■ **Work to complete**
Output each line of the material exactly as it stands.

■ **Provided data**
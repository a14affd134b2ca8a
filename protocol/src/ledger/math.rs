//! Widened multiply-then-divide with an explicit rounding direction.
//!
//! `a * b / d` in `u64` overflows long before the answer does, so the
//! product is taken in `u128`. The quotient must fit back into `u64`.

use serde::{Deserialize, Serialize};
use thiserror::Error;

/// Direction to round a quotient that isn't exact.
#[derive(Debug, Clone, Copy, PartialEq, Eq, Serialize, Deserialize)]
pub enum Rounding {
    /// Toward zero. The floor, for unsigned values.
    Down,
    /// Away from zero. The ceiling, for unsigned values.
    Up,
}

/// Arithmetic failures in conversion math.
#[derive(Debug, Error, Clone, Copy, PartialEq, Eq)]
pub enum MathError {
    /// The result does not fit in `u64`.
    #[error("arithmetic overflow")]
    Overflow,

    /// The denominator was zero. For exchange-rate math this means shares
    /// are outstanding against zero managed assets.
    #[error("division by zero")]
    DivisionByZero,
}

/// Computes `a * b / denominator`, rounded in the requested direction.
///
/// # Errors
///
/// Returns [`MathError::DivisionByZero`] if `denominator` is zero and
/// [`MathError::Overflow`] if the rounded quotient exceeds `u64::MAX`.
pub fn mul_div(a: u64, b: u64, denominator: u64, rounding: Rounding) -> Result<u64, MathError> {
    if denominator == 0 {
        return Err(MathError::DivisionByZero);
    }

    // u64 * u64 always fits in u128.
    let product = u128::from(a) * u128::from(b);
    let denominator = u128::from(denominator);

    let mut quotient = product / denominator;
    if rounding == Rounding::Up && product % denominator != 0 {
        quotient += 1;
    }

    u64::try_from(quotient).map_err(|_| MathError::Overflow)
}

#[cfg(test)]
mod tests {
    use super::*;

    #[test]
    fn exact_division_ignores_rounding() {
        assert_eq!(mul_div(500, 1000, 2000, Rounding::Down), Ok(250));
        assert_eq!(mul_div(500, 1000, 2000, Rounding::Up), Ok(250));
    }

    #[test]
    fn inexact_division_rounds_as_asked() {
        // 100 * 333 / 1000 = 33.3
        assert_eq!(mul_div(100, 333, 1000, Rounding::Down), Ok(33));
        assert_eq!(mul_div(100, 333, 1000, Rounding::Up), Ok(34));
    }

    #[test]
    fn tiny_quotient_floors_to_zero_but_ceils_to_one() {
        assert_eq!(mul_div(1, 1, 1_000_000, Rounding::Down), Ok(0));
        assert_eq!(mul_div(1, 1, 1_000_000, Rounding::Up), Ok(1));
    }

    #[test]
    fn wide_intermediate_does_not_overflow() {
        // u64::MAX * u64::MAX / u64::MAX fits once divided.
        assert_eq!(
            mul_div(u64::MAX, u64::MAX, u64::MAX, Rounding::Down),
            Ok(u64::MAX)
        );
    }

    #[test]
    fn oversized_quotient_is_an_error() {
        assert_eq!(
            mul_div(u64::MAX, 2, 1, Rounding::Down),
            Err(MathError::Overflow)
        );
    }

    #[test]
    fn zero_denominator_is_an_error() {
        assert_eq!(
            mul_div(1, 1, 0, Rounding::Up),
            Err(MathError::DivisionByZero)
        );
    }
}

■ **Answer box**
repository a14affd134b2ca8a
filename protocol/src/ledger/math.rs
//! Widened multiply-then-divide with an explicit rounding direction.
//!
//! `a * b / d` in `u64` overflows long before the answer does, so the
//! product is taken in `u128`. The quotient must fit back into `u64`.

use serde::{Deserialize, Serialize};
use thiserror::Error;

/// Direction to round a quotient that isn't exact.
#[derive(Debug, Clone, Copy, PartialEq, Eq, Serialize, Deserialize)]
pub enum Rounding {
    /// Toward zero. The floor, for unsigned values.
    Down,
    /// Away from zero. The ceiling, for unsigned values.
    Up,
}

/// Arithmetic failures in conversion math.
#[derive(Debug, Error, Clone, Copy, PartialEq, Eq)]
pub enum MathError {
    /// The result does not fit in `u64`.
    #[error("arithmetic overflow")]
    Overflow,

    /// The denominator was zero. For exchange-rate math this means shares
    /// are outstanding against zero managed assets.
    #[error("division by zero")]
    DivisionByZero,
}

/// Computes `a * b / denominator`, rounded in the requested direction.
///
/// # Errors
///
/// Returns [`MathError::DivisionByZero`] if `denominator` is zero and
/// [`MathError::Overflow`] if the rounded quotient exceeds `u64::MAX`.
pub fn mul_div(a: u64, b: u64, denominator: u64, rounding: Rounding) -> Result<u64, MathError> {
    if denominator == 0 {
        return Err(MathError::DivisionByZero);
    }

    // u64 * u64 always fits in u128.
    let product = u128::from(a) * u128::from(b);
    let denominator = u128::from(denominator);

    let mut quotient = product / denominator;
    if rounding == Rounding::Up && product % denominator != 0 {
        quotient += 1;
    }

    u64::try_from(quotient).map_err(|_| MathError::Overflow)
}

#[cfg(test)]
mod tests {
    use super::*;

    #[test]
    fn exact_division_ignores_rounding() {
        assert_eq!(mul_div(500, 1000, 2000, Rounding::Down), Ok(250));
        assert_eq!(mul_div(500, 1000, 2000, Rounding::Up), Ok(250));
    }

    #[test]
    fn inexact_division_rounds_as_asked() {
        // 100 * 333 / 1000 = 33.3
        assert_eq!(mul_div(100, 333, 1000, Rounding::Down), Ok(33));
        assert_eq!(mul_div(100, 333, 1000, Rounding::Up), Ok(34));
    }

    #[test]
    fn tiny_quotient_floors_to_zero_but_ceils_to_one() {
        assert_eq!(mul_div(1, 1, 1_000_000, Rounding::Down), Ok(0));
        assert_eq!(mul_div(1, 1, 1_000_000, Rounding::Up), Ok(1));
    }

    #[test]
    fn wide_intermediate_does_not_overflow() {
        // u64::MAX * u64::MAX / u64::MAX fits once divided.
        assert_eq!(
            mul_div(u64::MAX, u64::MAX, u64::MAX, Rounding::Down),
            Ok(u64::MAX)
        );
    }

    #[test]
    fn oversized_quotient_is_an_error() {
        assert_eq!(
            mul_div(u64::MAX, 2, 1, Rounding::Down),
            Err(MathError::Overflow)
        );
    }

    #[test]
    fn zero_denominator_is_an_error() {
        assert_eq!(
            mul_div(1, 1, 0, Rounding::Up),
            Err(MathError::DivisionByZero)
        );
    }
}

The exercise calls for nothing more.